### Task prompt
Of the records that follow, copy only the lines from the line containing "info!(account_id = %account.id, user_id" to the line containing "only keeps what", both included, exactly as written.

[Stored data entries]
■ ■ ■

//! Farmer dashboard: produce analysis and product listing

use axum::{
    extract::{Multipart, Query, State},
    response::{IntoResponse, Redirect, Response},
    routing::get,
    Json, Router,
};
use serde::Deserialize;
use serde_json::json;

use farmlink_common::db::models::Role;
use farmlink_common::Error;

use crate::api::FormData;
use crate::error::ApiResult;
use crate::extract::CurrentUser;
use crate::services::annotation::{self, CropDetails};
use crate::services::media::MediaKind;
use crate::{db, AppState};

/// GET /farmer/dashboard
pub async fn dashboard(current: CurrentUser) -> ApiResult<Response> {
    if current.user.role != Role::Farmer {
        return Ok(Redirect::to("/login").into_response());
    }

    let languages: Vec<_> = annotation::LANGUAGES
        .iter()
        .map(|(code, name)| json!({ "code": code, "name": name }))
        .collect();

    Ok(Json(json!({
        "user": current.user,
        "languages": languages,
    }))
    .into_response())
}

/// POST /farmer/dashboard
///
/// Multipart: produce image plus category/name/pick_time/temp/language.
/// The product row is only written after the model reply parses cleanly;
/// a failed analysis persists nothing.
pub async fn analyze(
    State(state): State<AppState>,
    current: CurrentUser,
    multipart: Multipart,
) -> ApiResult<Response> {
    if current.user.role != Role::Farmer {
        return Ok(Redirect::to("/login").into_response());
    }

    let form = FormData::read(multipart).await?;
    let (file_name, image) = form.require_file("image")?;

    let client = state
        .annotation
        .as_ref()
        .ok_or_else(|| Error::AnalysisFailed("Gemini API key not configured".to_string()))?;

    let details = CropDetails {
        name: form.field_owned("name").unwrap_or_default(),
        category: form.field_owned("category").unwrap_or_default(),
        pick_time: form.field_owned("pick_time").unwrap_or_default(),
        temperature: form.field_owned("temp").unwrap_or_default(),
        language: annotation::language_name(form.field("language").unwrap_or("en")),
    };

    let stored_image = state.media.save(MediaKind::ProductImage, file_name, image)?;

    let verdict = match client.analyze(image, &details).await {
        Ok(verdict) => verdict,
        Err(e) => {
            tracing::warn!(error = %e, crop = %details.name, "Produce analysis failed");
            state.media.remove(MediaKind::ProductImage, &stored_image);
            return Err(Error::AnalysisFailed(e.to_string()).into());
        }
    };

    let product = db::products::insert_product(
        &state.db,
        &db::products::NewProduct {
            farmer_id: current.user.id,
            image_path: stored_image,
            category: details.category,
            name: details.name,
            pick_time: details.pick_time,
            temperature: details.temperature,
            expiry_prediction: verdict.expiry,
            description: verdict.desc,
            tips: verdict.tips,
        },
    )
    .await?;

    tracing::info!(
        product_id = product.id,
        farmer_id = current.user.id,
        expiry = %product.expiry_prediction,
        "Product analyzed and recorded"
    );

    Ok(Json(json!({ "status": "success", "product": product })).into_response())
}

#[derive(Debug, Deserialize)]
pub struct ListQuery {
    pub search: Option<String>,
}

/// GET /farmer/list?search=
pub async fn product_list(
    State(state): State<AppState>,
    current: CurrentUser,
    Query(query): Query<ListQuery>,
) -> ApiResult<Response> {
    if current.user.role != Role::Farmer {
        return Ok(Redirect::to("/login").into_response());
    }

    let products =
        db::products::list_for_farmer(&state.db, current.user.id, query.search.as_deref()).await?;

    Ok(Json(json!({ "products": products })).into_response())
}

/// Build farmer routes
pub fn farmer_routes() -> Router<AppState> {
    Router::new()
        .route("/farmer/dashboard", get(dashboard).post(analyze))
        .route("/farmer/list", get(product_list))
}
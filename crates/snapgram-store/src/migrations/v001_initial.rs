//! v001 -- Initial schema creation.
//!
//! Creates `local_session`, the single-row marker recording that this device
//! holds a session with the remote service.

use rusqlite::Connection;

/// SQL executed when upgrading from version 0 to version 1.
const UP_SQL: &str = r#"
CREATE TABLE IF NOT EXISTS local_session (
    id               INTEGER PRIMARY KEY CHECK (id = 1),
    session_id       TEXT NOT NULL,
    account_id       TEXT NOT NULL,
    expire           TEXT NOT NULL,          -- RFC-3339
    fallback_cookies TEXT,                   -- opaque session credential
    created_at       TEXT NOT NULL
);
"#;

/// Apply the initial migration.
pub fn up(conn: &Connection) -> Result<(), rusqlite::Error> {
    conn.execute_batch(UP_SQL)
}
use serde_json::json;
use tracing::{debug, info};

use snapgram_shared::models::{NewUser, Session, User};
use snapgram_shared::types::{AccountId, DocumentId};
use snapgram_shared::validation::{validate_new_user, validate_sign_in};

use super::{decode, fields, Api};
use crate::error::{ApiError, ApiResult};
use crate::remote::Query;

impl Api {
    /// Register an account and its profile document.
    ///
    /// The profile starts with a generated initials avatar and no followers.
    pub async fn create_user_account(&self, user: NewUser) -> ApiResult<User> {
        validate_new_user(&user)?;

        let account = self
            .remote
            .create_account(&AccountId::unique(), &user.email, &user.password, &user.name)
            .await?;
        let avatar_url = self.remote.avatar_initials_url(&account.name);

        let doc = self
            .remote
            .create_document(
                &self.config.user_collection_id,
                &DocumentId::unique(),
                fields([
                    ("accountId", json!(account.id)),
                    ("name", json!(account.name)),
                    ("email", json!(account.email)),
                    ("username", json!(user.username)),
                    ("imageUrl", json!(avatar_url)),
                    ("followers", json!([])),
                    ("following", json!([])),
                ]),
            )
            .await?;

        info!(account_id = %account.id, user_id = %doc.id, "User account created");
        decode(&doc)
    }

    pub async fn sign_in_account(&self, email: &str, password: &str) -> ApiResult<Session> {
        validate_sign_in(email, password)?;
        let session = self.remote.create_session(email, password).await?;
        info!(account_id = %session.account_id, "Signed in");
        Ok(session)
    }

    pub async fn sign_out_account(&self) -> ApiResult<()> {
        self.remote.delete_session().await?;
        info!("Signed out");
        Ok(())
    }

    /// The profile document of the signed-in account.
    pub async fn get_current_user(&self) -> ApiResult<User> {
        let account = self.remote.get_account().await?;
        let list = self
            .remote
            .list_documents(
                &self.config.user_collection_id,
                &[Query::equal("accountId", account.id.as_str())],
            )
            .await?;

        let doc = list.documents.first().ok_or_else(|| {
            debug!(account_id = %account.id, "account has no profile document");
            ApiError::NotFound(format!("Profile of account {}", account.id))
        })?;
        decode(doc)
    }
}
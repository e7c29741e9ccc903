//! # snapgram-store
//!
//! On-device storage for the Snapgram client, backed by SQLite.
//!
//! Everything authoritative lives in the remote service; the local database
//! only keeps what must survive a restart before the service is reachable,
//! namely the session marker.

pub mod database;
pub mod migrations;
pub mod models;
pub mod session;

mod error;

pub use database::Database;
pub use error::StoreError;
pub use models::*;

■ ■ ■

### Written response
        info!(account_id = %account.id, user_id = %doc.id, "User account created");
        decode(&doc)
    }

    pub async fn sign_in_account(&self, email: &str, password: &str) -> ApiResult<Session> {
        validate_sign_in(email, password)?;
        let session = self.remote.create_session(email, password).await?;
        info!(account_id = %session.account_id, "Signed in");
        Ok(session)
    }

    pub async fn sign_out_account(&self) -> ApiResult<()> {
        self.remote.delete_session().await?;
        info!("Signed out");
        Ok(())
    }

    /// The profile document of the signed-in account.
    pub async fn get_current_user(&self) -> ApiResult<User> {
        let account = self.remote.get_account().await?;
        let list = self
            .remote
            .list_documents(
                &self.config.user_collection_id,
                &[Query::equal("accountId", account.id.as_str())],
            )
            .await?;

        let doc = list.documents.first().ok_or_else(|| {
            debug!(account_id = %account.id, "account has no profile document");
            ApiError::NotFound(format!("Profile of account {}", account.id))
        })?;
        decode(doc)
    }
}
repository e7c29741e9ccc903
//! # snapgram-store
//!
//! On-device storage for the Snapgram client, backed by SQLite.
//!
//! Everything authoritative lives in the remote service; the local database
//! only keeps what must survive a restart before the service is reachable,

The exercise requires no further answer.